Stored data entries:
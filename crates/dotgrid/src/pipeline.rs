//! End-to-end helpers: raster -> dots -> grid -> symmetry report.
//!
//! The core stages never fail on degenerate input; the only fallible
//! surface is the raw-buffer boundary, where dimensions and buffer length
//! are validated before anything reaches the detector.

use dotgrid_core::{Dot, GrayImageView, Grid, DEFAULT_ROW_TOLERANCE};
use dotgrid_detect::{DetectorParams, DotDetector};
use dotgrid_symmetry::{PatternClass, SymmetryAnalyzer, SymmetryParams, SymmetryReport};
use serde::{Deserialize, Serialize};

#[cfg(feature = "tracing")]
use tracing::instrument;

/// Errors produced by the raw-buffer pipeline entry points.
#[derive(thiserror::Error, Debug)]
pub enum PipelineError {
    #[error("invalid grayscale buffer length (expected {expected} bytes, got {got})")]
    InvalidGrayBuffer { expected: usize, got: usize },

    #[error("invalid grayscale dimensions (width={width}, height={height})")]
    InvalidGrayDimensions { width: usize, height: usize },
}

/// Parameters for a full pipeline run.
#[derive(Clone, Debug, Deserialize, Serialize)]
pub struct PipelineParams {
    pub detector: DetectorParams,
    /// Row-clustering tolerance handed to grid reconstruction, in pixels.
    pub row_tolerance: f32,
    pub symmetry: SymmetryParams,
}

impl Default for PipelineParams {
    fn default() -> Self {
        Self {
            detector: DetectorParams::default(),
            row_tolerance: DEFAULT_ROW_TOLERANCE,
            symmetry: SymmetryParams::default(),
        }
    }
}

/// Everything one pipeline run produces.
#[derive(Clone, Debug)]
pub struct PatternAnalysis {
    /// Detected dots, strongest first.
    pub dots: Vec<Dot>,
    /// Grid reconstructed from the detected dots.
    pub grid: Grid,
    pub report: SymmetryReport,
    /// Fraction of the four symmetry tests that held.
    pub score: f32,
    pub class: PatternClass,
}

/// Detect dots in a grayscale raster.
pub fn detect_dots(img: &GrayImageView<'_>, params: &DetectorParams) -> Vec<Dot> {
    DotDetector::new(params.clone()).detect(img)
}

/// Validate a raw grayscale buffer and detect dots in it.
pub fn detect_dots_gray_u8(
    width: usize,
    height: usize,
    pixels: &[u8],
    params: &DetectorParams,
) -> Result<Vec<Dot>, PipelineError> {
    let view = validated_view(width, height, pixels)?;
    Ok(detect_dots(&view, params))
}

/// Analyze a grid that was built elsewhere (synthesized or reconstructed).
pub fn analyze_grid(grid: &Grid, params: &SymmetryParams) -> PatternAnalysis {
    let report = SymmetryAnalyzer::new(params.clone()).analyze(grid);
    let score = report.score();
    PatternAnalysis {
        dots: Vec::new(),
        grid: grid.clone(),
        report,
        score,
        class: PatternClass::from_score(score),
    }
}

/// Run the full pipeline on a grayscale raster view.
#[cfg_attr(
    feature = "tracing",
    instrument(level = "info", skip(img, params), fields(width = img.width, height = img.height))
)]
pub fn analyze_pattern(img: &GrayImageView<'_>, params: &PipelineParams) -> PatternAnalysis {
    let dots = detect_dots(img, &params.detector);
    let grid = Grid::from_dots(&dots, params.row_tolerance);
    let report = SymmetryAnalyzer::new(params.symmetry.clone()).analyze(&grid);
    let score = report.score();
    PatternAnalysis {
        dots,
        grid,
        report,
        score,
        class: PatternClass::from_score(score),
    }
}

/// Validate a raw grayscale buffer and run the full pipeline on it.
///
/// This is the boundary where malformed shapes are rejected; past it, the
/// core stages are total.
pub fn analyze_gray_u8(
    width: usize,
    height: usize,
    pixels: &[u8],
    params: &PipelineParams,
) -> Result<PatternAnalysis, PipelineError> {
    let view = validated_view(width, height, pixels)?;
    Ok(analyze_pattern(&view, params))
}

fn validated_view<'a>(
    width: usize,
    height: usize,
    pixels: &'a [u8],
) -> Result<GrayImageView<'a>, PipelineError> {
    let Some(expected) = width.checked_mul(height) else {
        return Err(PipelineError::InvalidGrayDimensions { width, height });
    };
    if pixels.len() != expected {
        return Err(PipelineError::InvalidGrayBuffer {
            expected,
            got: pixels.len(),
        });
    }
    Ok(GrayImageView {
        width,
        height,
        data: pixels,
    })
}

/// Borrow an `image::GrayImage` as the lightweight core view type.
#[cfg(feature = "image")]
pub fn gray_view(img: &::image::GrayImage) -> GrayImageView<'_> {
    GrayImageView {
        width: img.width() as usize,
        height: img.height() as usize,
        data: img.as_raw(),
    }
}

/// Run the full pipeline on a decoded `image::GrayImage`.
#[cfg(feature = "image")]
pub fn analyze_image(img: &::image::GrayImage, params: &PipelineParams) -> PatternAnalysis {
    analyze_pattern(&gray_view(img), params)
}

**Directions for this task**:
Please transcribe each entry exactly, keeping every word as it is.

**Expected output**:
filename crates/dotgrid/src/pipeline.rs
//! End-to-end helpers: raster -> dots -> grid -> symmetry report.
//!
//! The core stages never fail on degenerate input; the only fallible
//! surface is the raw-buffer boundary, where dimensions and buffer length
//! are validated before anything reaches the detector.

use dotgrid_core::{Dot, GrayImageView, Grid, DEFAULT_ROW_TOLERANCE};
use dotgrid_detect::{DetectorParams, DotDetector};
use dotgrid_symmetry::{PatternClass, SymmetryAnalyzer, SymmetryParams, SymmetryReport};
use serde::{Deserialize, Serialize};

#[cfg(feature = "tracing")]
use tracing::instrument;

/// Errors produced by the raw-buffer pipeline entry points.
#[derive(thiserror::Error, Debug)]
pub enum PipelineError {
    #[error("invalid grayscale buffer length (expected {expected} bytes, got {got})")]
    InvalidGrayBuffer { expected: usize, got: usize },

    #[error("invalid grayscale dimensions (width={width}, height={height})")]
    InvalidGrayDimensions { width: usize, height: usize },
}

/// Parameters for a full pipeline run.
#[derive(Clone, Debug, Deserialize, Serialize)]
pub struct PipelineParams {
    pub detector: DetectorParams,
    /// Row-clustering tolerance handed to grid reconstruction, in pixels.
    pub row_tolerance: f32,
    pub symmetry: SymmetryParams,
}

impl Default for PipelineParams {
    fn default() -> Self {
        Self {
            detector: DetectorParams::default(),
            row_tolerance: DEFAULT_ROW_TOLERANCE,
            symmetry: SymmetryParams::default(),
        }
    }
}

/// Everything one pipeline run produces.
#[derive(Clone, Debug)]
pub struct PatternAnalysis {
    /// Detected dots, strongest first.
    pub dots: Vec<Dot>,
    /// Grid reconstructed from the detected dots.
    pub grid: Grid,
    pub report: SymmetryReport,
    /// Fraction of the four symmetry tests that held.
    pub score: f32,
    pub class: PatternClass,
}

/// Detect dots in a grayscale raster.
pub fn detect_dots(img: &GrayImageView<'_>, params: &DetectorParams) -> Vec<Dot> {
    DotDetector::new(params.clone()).detect(img)
}

/// Validate a raw grayscale buffer and detect dots in it.
pub fn detect_dots_gray_u8(
    width: usize,
    height: usize,
    pixels: &[u8],
    params: &DetectorParams,
) -> Result<Vec<Dot>, PipelineError> {
    let view = validated_view(width, height, pixels)?;
    Ok(detect_dots(&view, params))
}

/// Analyze a grid that was built elsewhere (synthesized or reconstructed).
pub fn analyze_grid(grid: &Grid, params: &SymmetryParams) -> PatternAnalysis {
    let report = SymmetryAnalyzer::new(params.clone()).analyze(grid);
    let score = report.score();
    PatternAnalysis {
        dots: Vec::new(),
        grid: grid.clone(),
        report,
        score,
        class: PatternClass::from_score(score),
    }
}

/// Run the full pipeline on a grayscale raster view.
#[cfg_attr(
    feature = "tracing",
    instrument(level = "info", skip(img, params), fields(width = img.width, height = img.height))
)]
pub fn analyze_pattern(img: &GrayImageView<'_>, params: &PipelineParams) -> PatternAnalysis {
    let dots = detect_dots(img, &params.detector);
    let grid = Grid::from_dots(&dots, params.row_tolerance);
    let report = SymmetryAnalyzer::new(params.symmetry.clone()).analyze(&grid);
    let score = report.score();
    PatternAnalysis {
        dots,
        grid,
        report,
        score,
        class: PatternClass::from_score(score),
    }
}

/// Validate a raw grayscale buffer and run the full pipeline on it.
///
/// This is the boundary where malformed shapes are rejected; past it, the
/// core stages are total.
pub fn analyze_gray_u8(
    width: usize,
    height: usize,
    pixels: &[u8],
    params: &PipelineParams,
) -> Result<PatternAnalysis, PipelineError> {
    let view = validated_view(width, height, pixels)?;
    Ok(analyze_pattern(&view, params))
}

fn validated_view<'a>(
    width: usize,
    height: usize,
    pixels: &'a [u8],
) -> Result<GrayImageView<'a>, PipelineError> {
    let Some(expected) = width.checked_mul(height) else {
        return Err(PipelineError::InvalidGrayDimensions { width, height });
    };
    if pixels.len() != expected {
        return Err(PipelineError::InvalidGrayBuffer {
            expected,
            got: pixels.len(),
        });
    }
    Ok(GrayImageView {
        width,
        height,
        data: pixels,
    })
}

/// Borrow an `image::GrayImage` as the lightweight core view type.
#[cfg(feature = "image")]
pub fn gray_view(img: &::image::GrayImage) -> GrayImageView<'_> {
    GrayImageView {
        width: img.width() as usize,
        height: img.height() as usize,
        data: img.as_raw(),
    }
}

/// Run the full pipeline on a decoded `image::GrayImage`.
#[cfg(feature = "image")]
pub fn analyze_image(img: &::image::GrayImage, params: &PipelineParams) -> PatternAnalysis {
    analyze_pattern(&gray_view(img), params)
}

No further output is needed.